Jenis-jenis tanah tersebut diatas mempunyai  reaksi masam sampaisangat masam (pH 4 – 6,4) dengan kandungan bahan organik yang bervariasi mulai dari rendah sampai tinggi.  Dengan karakteristik tanah yang demikian menyebabkan ion-ion basa (Na, K, Ca, dan Mg) dalam tanah umumnya rendah. Kondisi yang sama dijumpai pada unsur hara utama (N, P dan K) yang berguna bagi pertumbuhan tanaman.  Secara fisik tanah tersebut umumnya mempunyai kelas butir dari sedang sampai halus (tekstur lempung – liat) di lapisan atas dan agak halus di permukaan bawah (tekstur lempung halus – liat).

Kawasan TWA Ruteng merupakan daerah jajaran pegunungan yang dikenal sebagai pegunungan Ruteng.  Terdiri dari tujuh puncak gunung, yaitu: Ranamese dengan ketinggian 1.790 m dpl, Poco Nembu 2.030 m dpl, Poco Mandosawu 2.350 m dpl, Poco Ranaka 2.140 m dpl, Poco Leda 1.990 m dpl, Ponte Nao 1.920 m dpl, Golocurunumbeng 1.800 m dpl.

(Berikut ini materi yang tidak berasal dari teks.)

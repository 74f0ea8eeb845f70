/*
 * Copyright (c) Meta Platforms, Inc. and affiliates.
 *
 * This source code is licensed under the MIT license found in the
 * LICENSE file in the root directory of this source tree.
 */

#![cfg(target_os = "linux")]

use std::sync::Arc;
use std::sync::Mutex;
use std::sync::MutexGuard;
use std::sync::PoisonError;
use std::sync::atomic::AtomicBool;
use std::sync::atomic::AtomicI64;
use std::sync::atomic::Ordering;
use std::sync::mpsc;
use std::thread;
use std::time::Duration;
use std::time::Instant;

use crate::Error;
use crate::StackTrace;
use crate::StackTraceCollector;
use crate::StackTraceSnapshot;
use crate::Tid;
use crate::dump_thread_stack;
use crate::get_thread_stack;
use crate::osutil;
use crate::set_stack_trace_signal;
use crate::set_unwind_safety_check;

/// Serializes tests that exercise the process-wide signal handler state or
/// the unwind-safety check. Cargo runs tests on parallel threads.
static SIGNAL_TEST_LOCK: Mutex<()> = Mutex::new(());

fn signal_lock() -> MutexGuard<'static, ()> {
    SIGNAL_TEST_LOCK.lock().unwrap_or_else(PoisonError::into_inner)
}

/// A thread parked in a loop until dropped, with its tid already known.
struct TargetThread {
    tid: Tid,
    stop: Arc<AtomicBool>,
    handle: Option<thread::JoinHandle<()>>,
}

impl TargetThread {
    fn spawn(name: &str) -> Self {
        Self::spawn_inner(name, false)
    }

    /// Like `spawn`, but the thread blocks the stack trace signal while it
    /// runs (and unblocks it again on its way out).
    fn spawn_blocking_signal(name: &str) -> Self {
        Self::spawn_inner(name, true)
    }

    fn spawn_inner(name: &str, block_signal: bool) -> Self {
        let stop = Arc::new(AtomicBool::new(false));
        let (tx, rx) = mpsc::channel();
        let handle = thread::Builder::new()
            .name(name.to_string())
            .spawn({
                let stop = stop.clone();
                move || {
                    if block_signal {
                        osutil::sigmask(libc::SIGUSR2, true);
                    }
                    tx.send(osutil::get_thread_id()).unwrap();
                    park_until_stopped(&stop);
                    if block_signal {
                        // A signal queued while we were blocked is delivered
                        // here; the handler must recognize the revoked
                        // request and back off cleanly.
                        osutil::sigmask(libc::SIGUSR2, false);
                        thread::sleep(Duration::from_millis(50));
                    }
                }
            })
            .unwrap();
        let tid = rx.recv().unwrap();
        Self {
            tid,
            stop,
            handle: Some(handle),
        }
    }
}

impl Drop for TargetThread {
    fn drop(&mut self) {
        self.stop.store(true, Ordering::Release);
        if let Some(handle) = self.handle.take() {
            handle.thread().unpark();
            let _ = handle.join();
        }
    }
}

#[inline(never)]
fn park_until_stopped(stop: &AtomicBool) {
    while !stop.load(Ordering::Acquire) {
        thread::park_timeout(Duration::from_millis(5));
    }
}

#[test]
fn test_get_thread_stack_of_live_thread() {
    let _guard = signal_lock();
    let target = TargetThread::spawn("live-target");

    let mut stack = StackTrace::new();
    get_thread_stack(target.tid, &mut stack).unwrap();
    assert!(stack.has_collected());
    assert!(stack.frames().iter().all(|&f| f != 0));
}

#[test]
fn test_nonexistent_tid() {
    let _guard = signal_lock();
    let mut stack = StackTrace::new();
    let err = get_thread_stack(0x7fff_ffff, &mut stack).unwrap_err();
    assert!(matches!(err, Error::NotFound(_)), "{err}");
    assert!(!stack.has_collected());
}

#[test]
fn test_signal_blocking_target_times_out() {
    let _guard = signal_lock();
    let target = TargetThread::spawn_blocking_signal("blocked-target");

    let mut stack = StackTrace::new();
    let start = Instant::now();
    let err = get_thread_stack(target.tid, &mut stack).unwrap_err();
    assert!(matches!(err, Error::TimedOut(_)), "{err}");
    assert!(start.elapsed() >= Duration::from_secs(1));
    // A timed-out collection must leave the destination untouched.
    assert!(!stack.has_collected());

    // Dropping the target unblocks the signal; the late delivery must not
    // crash on the (intentionally leaked) request block.
    drop(target);

    let alive = TargetThread::spawn("alive-after-late-delivery");
    get_thread_stack(alive.tid, &mut stack).unwrap();
    assert!(stack.has_collected());
}

#[test]
fn test_conflicting_handler_disables_collection() {
    extern "C" fn foreign_handler(_signum: libc::c_int) {}

    let _guard = signal_lock();
    unsafe {
        let mut act: libc::sigaction = std::mem::zeroed();
        act.sa_sigaction = foreign_handler as usize;
        libc::sigemptyset(&mut act.sa_mask);
        libc::sigaction(libc::SIGPROF, &act, std::ptr::null_mut());
    }

    let err = set_stack_trace_signal(libc::SIGPROF).unwrap_err();
    assert!(matches!(err, Error::InvalidArgument(_)), "{err}");

    // While disabled, triggering refuses up front.
    let mut collector = StackTraceCollector::new();
    let err = collector.trigger_async(osutil::get_thread_id()).unwrap_err();
    assert!(matches!(err, Error::NotSupported(_)), "{err}");

    // Clear the foreign handler; moving back to a free signal recovers.
    unsafe {
        libc::signal(libc::SIGPROF, libc::SIG_DFL);
    }
    set_stack_trace_signal(libc::SIGUSR2).unwrap();

    let target = TargetThread::spawn("post-conflict");
    let mut stack = StackTrace::new();
    get_thread_stack(target.tid, &mut stack).unwrap();
}

#[test]
fn test_signal_number_change() {
    let _guard = signal_lock();

    set_stack_trace_signal(libc::SIGUSR1).unwrap();
    let target = TargetThread::spawn("on-sigusr1");
    let mut stack = StackTrace::new();
    get_thread_stack(target.tid, &mut stack).unwrap();
    assert!(stack.has_collected());
    drop(target);

    set_stack_trace_signal(libc::SIGUSR2).unwrap();
    let target = TargetThread::spawn("back-on-sigusr2");
    get_thread_stack(target.tid, &mut stack).unwrap();
}

#[test]
#[should_panic(expected = "more than once")]
fn test_trigger_async_twice_panics() {
    let _guard = signal_lock();
    let target = TargetThread::spawn("double-trigger");
    let mut collector = StackTraceCollector::new();
    collector.trigger_async(target.tid).unwrap();
    let _ = collector.trigger_async(target.tid);
}

/// Threads whose tid is stored here report unwinding as unsafe.
static UNWIND_UNSAFE_TID: AtomicI64 = AtomicI64::new(0);

fn unwind_unsafe_for_marked_thread() -> bool {
    UNWIND_UNSAFE_TID.load(Ordering::Acquire) != osutil::get_thread_id()
}

#[test]
fn test_unwind_unsafe_context_yields_marker_frame() {
    let _guard = signal_lock();
    set_unwind_safety_check(unwind_unsafe_for_marked_thread);
    UNWIND_UNSAFE_TID.store(osutil::get_thread_id(), Ordering::Release);

    let mut trace = StackTrace::new();
    trace.collect(0);
    UNWIND_UNSAFE_TID.store(0, Ordering::Release);

    assert_eq!(trace.frames().len(), 1);
    assert!(
        trace
            .symbolize()
            .contains("could_not_collect_stack_trace_because_inside_lib_dl"),
        "{}",
        trace.symbolize()
    );
}

#[test]
fn test_unwind_unsafe_target_thread_reports_marker() {
    let _guard = signal_lock();
    set_unwind_safety_check(unwind_unsafe_for_marked_thread);
    let target = TargetThread::spawn("unsafe-unwind");
    UNWIND_UNSAFE_TID.store(target.tid, Ordering::Release);

    let mut stack = StackTrace::new();
    get_thread_stack(target.tid, &mut stack).unwrap();
    UNWIND_UNSAFE_TID.store(0, Ordering::Release);

    assert_eq!(stack.frames().len(), 1);
    assert!(
        stack
            .symbolize()
            .contains("could_not_collect_stack_trace_because_inside_lib_dl")
    );
}

#[test]
fn test_dump_thread_stack_renders() {
    let _guard = signal_lock();
    let target = TargetThread::spawn("dump-target");

    let dump = dump_thread_stack(target.tid);
    assert!(dump.contains("    @ "), "{dump}");

    let dump = dump_thread_stack(0x7fff_ffff);
    assert!(dump.starts_with('<') && dump.ends_with('>'), "{dump}");
    assert!(dump.contains("not found"), "{dump}");
}

#[test]
fn test_snapshot_all_stacks() {
    let _guard = signal_lock();
    let _a = TargetThread::spawn("snap-a");
    let _b = TargetThread::spawn("snap-b");
    let _c = TargetThread::spawn("snap-c");

    let mut snapshot = StackTraceSnapshot::new();
    snapshot.snapshot_all_stacks().unwrap();

    // Main thread, the three targets, and whatever else the test harness
    // is running.
    assert!(snapshot.infos().len() >= 4);

    for pair in snapshot.infos().windows(2) {
        assert!(pair[0].stack <= pair[1].stack);
    }

    // Groups partition the entries: equal within, distinct between.
    let mut visited = 0;
    let mut group_heads: Vec<StackTrace> = Vec::new();
    snapshot.visit_groups(|group| {
        assert!(!group.is_empty());
        visited += group.len();
        for info in group {
            assert_eq!(info.stack, group[0].stack);
        }
        group_heads.push(group[0].stack.clone());
    });
    assert_eq!(visited, snapshot.infos().len());
    for pair in group_heads.windows(2) {
        assert_ne!(pair[0], pair[1]);
    }

    // Our targets responded, with their names captured.
    for name in ["snap-a", "snap-b", "snap-c"] {
        let info = snapshot
            .infos()
            .iter()
            .find(|info| info.thread_name == name)
            .unwrap_or_else(|| panic!("no snapshot entry named {name}"));
        assert!(info.status.is_ok());
        assert!(info.stack.has_collected());
    }
}

#[test]
fn test_snapshot_with_blocked_thread() {
    let _guard = signal_lock();
    let _responsive = TargetThread::spawn("snap-fine");
    let blocked = TargetThread::spawn_blocking_signal("snap-blocked");

    let mut snapshot = StackTraceSnapshot::new();
    snapshot.snapshot_all_stacks().unwrap();

    assert!(snapshot.num_failed() >= 1);
    let info = snapshot
        .infos()
        .iter()
        .find(|info| info.tid == blocked.tid)
        .unwrap();
    assert!(info.status.is_err());
    assert!(!info.stack.has_collected());
}

#[test]
fn test_stress_concurrent_collections() {
    // Repeat to surface intermittent hangs, use-after-free or cross-talk
    // between concurrent requests.
    let _guard = signal_lock();
    let (jobs, iterations) = if cfg!(debug_assertions) {
        (3, 10)
    } else {
        (6, 25)
    };

    let targets: Vec<TargetThread> = (0..4)
        .map(|i| TargetThread::spawn(&format!("stress-{i}")))
        .collect();
    let tids: Vec<Tid> = targets.iter().map(|t| t.tid).collect();

    let handles: Vec<_> = (0..jobs)
        .map(|job| {
            let tids = tids.clone();
            thread::spawn(move || {
                for iteration in 0..iterations {
                    for &tid in &tids {
                        let mut stack = StackTrace::new();
                        match get_thread_stack(tid, &mut stack) {
                            Ok(()) => {
                                assert!(stack.has_collected());
                                assert!(stack.frames().iter().all(|&f| f != 0));
                            }
                            // Standard signals coalesce, so concurrent
                            // requests against one thread can starve.
                            Err(Error::TimedOut(_)) => {}
                            Err(e) => panic!("job {job} iteration {iteration}: {e}"),
                        }
                    }
                    // Also exercise revoke-on-drop with the request still
                    // in flight.
                    let mut collector = StackTraceCollector::new();
                    if collector.trigger_async(tids[iteration % tids.len()]).is_ok() {
                        drop(collector);
                    }
                }
            })
        })
        .collect();
    for handle in handles {
        handle.join().unwrap();
    }
}

#[test]
fn test_current_thread_conveniences() {
    let symbolized = crate::get_stack_trace();
    assert!(!symbolized.is_empty());
    assert!(symbolized.lines().all(|l| l.starts_with("    @ ")));

    let hex = crate::get_stack_trace_hex();
    assert!(!hex.is_empty());
    for field in hex.split(' ') {
        assert_eq!(field.len(), 16, "{field}");
        assert!(u64::from_str_radix(field, 16).is_ok());
    }

    let log_hex = crate::get_log_format_stack_trace_hex();
    assert!(log_hex.lines().all(|l| l.starts_with("    @ ")));

    let mut buf = [0u8; 64];
    crate::hex_stack_trace_to_string(&mut buf);
    assert!(buf.contains(&0));
}

#[test]
fn test_list_threads_sees_spawned_thread() {
    let target = TargetThread::spawn("listed-thread");
    let tids = crate::list_threads().unwrap();
    assert!(tids.contains(&target.tid));
}
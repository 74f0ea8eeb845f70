/*
 * Copyright (c) Meta Platforms, Inc. and affiliates.
 *
 * This source code is licensed under the MIT license found in the
 * LICENSE file in the root directory of this source tree.
 */

//! Process-global predicate deciding whether it is safe to walk the
//! current thread's stack right now.
//!
//! Unwinding inside the dynamic linker (ex. a signal arriving while the
//! thread is mid-`dlopen`) can deadlock on the linker's own locks. A host
//! application that tracks such regions registers a check here; with no
//! check registered, unwinding is assumed safe.

use std::sync::atomic::AtomicUsize;
use std::sync::atomic::Ordering;

/// The check used by this process. Zero means "no check registered".
static UNWIND_SAFETY_CHECK: AtomicUsize = AtomicUsize::new(0);

/// Register the unwind-safety check used by this process.
///
/// The check may run in signal context and must be async-signal-safe.
pub fn set_unwind_safety_check(check: fn() -> bool) {
    UNWIND_SAFETY_CHECK.store(check as usize, Ordering::Release);
}

/// `true` if walking the current thread's stack is presently safe.
/// Async-signal-safe: one atomic load plus an indirect call.
pub(crate) fn safe_to_unwind() -> bool {
    let raw = UNWIND_SAFETY_CHECK.load(Ordering::Acquire);
    if raw == 0 {
        return true;
    }
    // safety: only ever stored from a `fn() -> bool` in
    // set_unwind_safety_check above.
    let check: fn() -> bool = unsafe { std::mem::transmute(raw) };
    check()
}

Sebagian besar kawasan TWA Ruteng merupakan daerah dengan ketinggian di atas 1.000 m dpl dengan keadaan topografi bergelombang, terjal dan tidak rata, dan memiliki kecuraman lebih dari 40%.

 

Hidrologi

Kawasan TWA Ruteng menjadi daerah pusat aliran sungai yang mengalir di Kabupaten Manggarai. Sungai-sungai besar yang berhulu di kawasan dan mengalir ke utara adalah nanga Reo, Nanga Bena dan nanga Were; sedangkan yang mengalir ke selatan adalah Wae Mese dan Nanga Moke. Kecepatan air di sela-sela batu – batuan cukup cepat dan mudah mengikis batuan sehingga menjadikan tepian sungai terjal dan permukaan air tanah sangat dalam, hampir setara dengan rata-rata permukaan air sungai. Wilayah yang menjadi daerah tangkapan hujan pada umumnya menempati daerah-daerah yang mempunyai elevasi tinggi dan berasosiasi dengan hutan primer, hutan sekunder dan kebun campuran. Pada umumnya mata air ditemui di daerah tekuk lereng (Ruteng dan Uluwae). Satuan geohidrologi yang ditemukan di daerah Ruteng dan sekitarnya adalah:

1.     Satuan Kolovial di sekitar desa Uluwae;

2.     Satuan sedimen kwarter, di sepanjang jalan kearah Iteng;

3.     Satuan vulkanik muda, di daerah Wao Teko dan wae Moa;

4.     Satuan vulkanik tua, di daerah Ponggeok dan Wae Mokel;

5.     Satuan vulkanik tertier, di daerah Satar Nawang dan sepanjang jalan ke Lengko Elar; dan satuan sedimen tertier.

 

Potensi Flora

Suatu kegiatan koleksi tumbuhan dari daerah pegunungan Ruteng kabupaten Manggarai selama 25 tahun (1967-1992) telah didokumentasikan oleh Verheijen (1982,1984). Semua specimen telah dibuat catalog dan disimpan di Museum Leiden, Negeri Belanda. Terdapat 252 jenis tumbuhan tinggi dan tumbuhan rendah yang tercakup dalam 119 marga dan 94 suku. Suku tumbuhan yang paling banyak jumlah jenisnya adalah Euphorbiaceae dan Lauraceae.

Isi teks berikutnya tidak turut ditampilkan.